かつてはダルビッシュや田中将大も「大台」を突破していた

 一方、パ・リーグでは、近鉄・野茂英雄が1年目の90年に235回、91年に242回1/3を投げ、2年連続12球団最多を記録した。93年にもリーグ最多の243回1/3を投げるなど、日本球界在籍5年中4年までシーズン200イニング以上を投げ抜いた。平成を代表するタフネス右腕と言えるだろう。

 90年代後半以降では、ロッテ・黒木知宏が97年に12球団最多の240回2/3、99年に212回2/3と2度にわたってシーズン200イニング以上を記録したが、前出の今中同様、酷使で右肩を痛め、長く活躍できなかった。

 これに対し、同じロッテの小宮山悟は98年にリーグ最多の201回2/3を投げるなど、計3度にわたってシーズン200イニング以上を記録しながら、メジャーでもプレーし、44歳まで現役を続けた。

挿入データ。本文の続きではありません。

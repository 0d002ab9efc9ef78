//! Content-negotiated HTTP response compression middleware for Tower.
//!
//! This crate provides a Tower layer that picks a content coding from the
//! client's `Accept-Encoding` header and the codings the server has
//! registered, then compresses the response body with it. Whether to compress
//! is decided lazily: the first bytes of the body are buffered until the
//! response is known to be large enough and of an eligible content type.
//!
//! # Example
//!
//! ```ignore
//! use negotiated_compression::{CompressionLayer, FilterMode, Preference};
//! use tower::ServiceBuilder;
//!
//! let compression = CompressionLayer::builder()
//!     .gzip_level(6)
//!     .brotli_level(4)
//!     .min_size(256)
//!     .content_types(["text/*", "application/json"], FilterMode::Allow)
//!     .prefer(Preference::Client)
//!     .build()?;
//!
//! let service = ServiceBuilder::new()
//!     .layer(compression)
//!     .service(my_service);
//! ```
//!
//! # Negotiation
//!
//! A coding is acceptable when the client lists it with a non-zero quality,
//! or lists `*` with a non-zero quality and does not name it explicitly.
//! With [`Preference::Server`] the acceptable coding with the highest
//! registered priority wins; with [`Preference::Client`] the highest quality
//! wins and priority breaks ties. Remaining ties go to the coding registered
//! first.
//!
//! # Compression Rules
//!
//! The middleware will **not** compress responses when:
//! - The client accepts none of the registered codings
//! - The request method is `HEAD` or the status never carries a body
//! - `Content-Encoding` header is already set
//! - `Content-Range` header is present (range responses)
//! - `Content-Type` is `application/grpc` (except `application/grpc-web`)
//! - The body (or a declared `Content-Length`) is below the minimum size
//! - The content type is rejected by the configured filter; without a
//!   `Content-Type` header the type is sniffed from the buffered bytes
//!
//! The middleware will **always flush** after each chunk when:
//! - `X-Accel-Buffering: no` header is present
//! - `Content-Type` is `text/event-stream`
//! - `Content-Type` starts with `application/grpc-web`
//!
//! # Response Modifications
//!
//! `Vary: Accept-Encoding` is added to every response that does not already
//! vary on it. When compression is applied:
//! - `Content-Encoding` header is set to the negotiated coding
//! - `Content-Length` header is removed (compressed size is unknown)
//! - `Accept-Ranges` header is removed

#![deny(missing_docs)]

mod accept;
mod body;
mod codec;
mod config;
mod error;
mod filter;
mod future;
mod layer;
mod negotiate;
mod pool;
mod registry;
mod service;
mod writer;

pub use accept::AcceptedEncodings;
pub use body::CompressionBody;
pub use codec::{Codec, CodecProvider, Encoder, EncoderProvider};
pub use config::{DEFAULT_MIN_SIZE, MAX_MIN_SIZE};
pub use error::ConfigError;
pub use filter::{ContentTypeFilter, FilterMode};
pub use future::ResponseFuture;
pub use layer::{CompressionLayer, CompressionLayerBuilder};
pub use negotiate::{Common, CommonEncodings, Preference, negotiate};
pub use pool::{Pool, Pooled, Recycle};
pub use registry::{CodecRegistry, Registration};
pub use service::CompressionService;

 2000年代以降では、05年にホールドが導入され、阪神のJFK(ジェフ・ウイリアムス、藤川球児、久保田智之)に代表される強力リリーフ陣による必勝パターンが確立されると、先発は5、6回程度で降板するケースも増えてきた。この結果、シーズン200イニング以上を投げる先発投手も比例して少なくなり、到達しても200~206回程度がほとんどとなる。

 そんな減少傾向の中で、11年に日本ハム・ダルビッシュ有(現・パドレス)が232回、楽天・田中将大(現・巨人)が226回1/3を記録しているのが目立つ。同年に導入された“飛ばない”「統一球」の影響で投高打低になる追い風もあったが、田中は14、ダルビッシュは10と完投数も多く、7回未満での降板もダルビッシュはゼロ、田中は1試合と総じて長いイニングを投げていた。

 ダルビッシュは、阪神・井川慶、広島・前田健太(現・カブス)とともに計4度にわたって200イニング以上を記録。田中も無傷の24勝0敗を記録した13年にも212回を投げ、同年はオリックス・金子千尋も12球団トップの223回1/3を記録した。

 だが、翌14年以降、200イニング超えの投手はさらに減少し、18年の菅野まで計5人。16、17年はゼロで、1シーズン平均1人と希少なものになった。